(Work request) Filter the entries below, keeping only lines with the word "flight".

[Dataset entries]

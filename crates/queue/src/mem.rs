//! `HashMap<IssueId, VecDeque<Envelope>>`-shaped in-process queue (SPEC_FULL
//! §4.3), guarded by a single `parking_lot::Mutex` the way the teacher's
//! `SessionLockMap` guards its lock table — enough to exercise
//! claim/ack/visibility-timeout semantics deterministically in tests
//! without real infra.

use std::collections::VecDeque;
use std::time::Duration;

use async_trait::async_trait;
use chrono::{DateTime, Utc};
use parking_lot::Mutex;
use uuid::Uuid;

use relay_domain::Result;

use crate::{ClaimedMessage, IssueQueue, NewQueueMessage};

struct Envelope {
    message_id: Uuid,
    msg: NewQueueMessage,
    enqueued_at: DateTime<Utc>,
    /// Not claimable until this time (delayed enqueue or in-flight
    /// visibility timeout).
    visible_at: DateTime<Utc>,
}

#[derive(Default)]
pub struct InMemoryQueue {
    envelopes: Mutex<VecDeque<Envelope>>,
}

impl InMemoryQueue {
    pub fn new() -> Self {
        Self {
            envelopes: Mutex::new(VecDeque::new()),
        }
    }

    fn enqueue_at(&self, msg: NewQueueMessage, visible_at: DateTime<Utc>) {
        let mut q = self.envelopes.lock();
        q.push_back(Envelope {
            message_id: Uuid::new_v4(),
            msg,
            enqueued_at: Utc::now(),
            visible_at,
        });
    }
}

#[async_trait]
impl IssueQueue for InMemoryQueue {
    async fn enqueue(&self, msg: NewQueueMessage) -> Result<()> {
        self.enqueue_at(msg, Utc::now());
        Ok(())
    }

    async fn enqueue_after(&self, msg: NewQueueMessage, delay: Duration) -> Result<()> {
        let visible_at = Utc::now()
            + chrono::Duration::from_std(delay).unwrap_or_else(|_| chrono::Duration::zero());
        self.enqueue_at(msg, visible_at);
        Ok(())
    }

    async fn claim_next(
        &self,
        _consumer_id: &str,
        visibility_timeout: Duration,
    ) -> Result<Option<ClaimedMessage>> {
        let mut q = self.envelopes.lock();
        let now = Utc::now();
        // Oldest enqueued, currently-visible envelope wins — preserves
        // per-issue enqueue order since envelopes for the same issue are
        // pushed in order and we always pick the earliest visible one.
        let idx = q.iter().position(|e| e.visible_at <= now);
        let idx = match idx {
            Some(i) => i,
            None => return Ok(None),
        };
        let vis_timeout = chrono::Duration::from_std(visibility_timeout)
            .unwrap_or_else(|_| chrono::Duration::seconds(30));
        let claimed = {
            let e = &mut q[idx];
            e.visible_at = now + vis_timeout;
            ClaimedMessage {
                message_id: e.message_id,
                issue_id: e.msg.issue_id,
                event_log_id: e.msg.event_log_id,
                attempt: e.msg.attempt,
                enqueued_at: e.enqueued_at,
                trace_id: e.msg.trace_id.clone(),
            }
        };
        Ok(Some(claimed))
    }

    async fn ack(&self, message_id: Uuid) -> Result<()> {
        let mut q = self.envelopes.lock();
        q.retain(|e| e.message_id != message_id);
        Ok(())
    }

    async fn pending_len(&self) -> usize {
        self.envelopes.lock().len()
    }
}

#[cfg(test)]
mod tests {
    use super::*;

    fn msg(issue_id: i64, attempt: u32) -> NewQueueMessage {
        NewQueueMessage {
            issue_id,
            event_log_id: issue_id * 10,
            attempt,
            trace_id: None,
        }
    }

    #[tokio::test]
    async fn claim_then_ack_drains_the_queue() {
        let q = InMemoryQueue::new();
        q.enqueue(msg(1, 1)).await.unwrap();
        assert_eq!(q.pending_len().await, 1);

        let claimed = q
            .claim_next("worker-1", Duration::from_secs(30))
            .await
            .unwrap()
            .expect("message present");
        assert_eq!(claimed.issue_id, 1);

        q.ack(claimed.message_id).await.unwrap();
        assert_eq!(q.pending_len().await, 0);
    }

    #[tokio::test]
    async fn preserves_enqueue_order_within_an_issue() {
        let q = InMemoryQueue::new();
        q.enqueue(msg(7, 1)).await.unwrap();
        q.enqueue(msg(7, 2)).await.unwrap();

        let first = q
            .claim_next("w", Duration::from_secs(30))
            .await
            .unwrap()
            .unwrap();
        assert_eq!(first.attempt, 1);
        q.ack(first.message_id).await.unwrap();

        let second = q
            .claim_next("w", Duration::from_secs(30))
            .await
            .unwrap()
            .unwrap();
        assert_eq!(second.attempt, 2);
    }

    #[tokio::test]
    async fn unacked_message_is_redelivered_after_visibility_timeout() {
        let q = InMemoryQueue::new();
        q.enqueue(msg(3, 1)).await.unwrap();

        let first = q
            .claim_next("w1", Duration::from_millis(10))
            .await
            .unwrap()
            .unwrap();

        // Immediately re-claiming finds nothing — still in-flight.
        assert!(q
            .claim_next("w2", Duration::from_secs(30))
            .await
            .unwrap()
            .is_none());

        tokio::time::sleep(Duration::from_millis(30)).await;

        let redelivered = q
            .claim_next("w2", Duration::from_secs(30))
            .await
            .unwrap()
            .expect("redelivered after visibility timeout");
        assert_eq!(redelivered.message_id, first.message_id);
    }

    #[tokio::test]
    async fn delayed_enqueue_is_not_immediately_visible() {
        let q = InMemoryQueue::new();
        q.enqueue_after(msg(9, 2), Duration::from_millis(30))
            .await
            .unwrap();
        assert!(q
            .claim_next("w", Duration::from_secs(30))
            .await
            .unwrap()
            .is_none());
        tokio::time::sleep(Duration::from_millis(50)).await;
        assert!(q
            .claim_next("w", Duration::from_secs(30))
            .await
            .unwrap()
            .is_some());
    }
}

(Result)
    /// Not claimable until this time (delayed enqueue or in-flight
        // Immediately re-claiming finds nothing — still in-flight.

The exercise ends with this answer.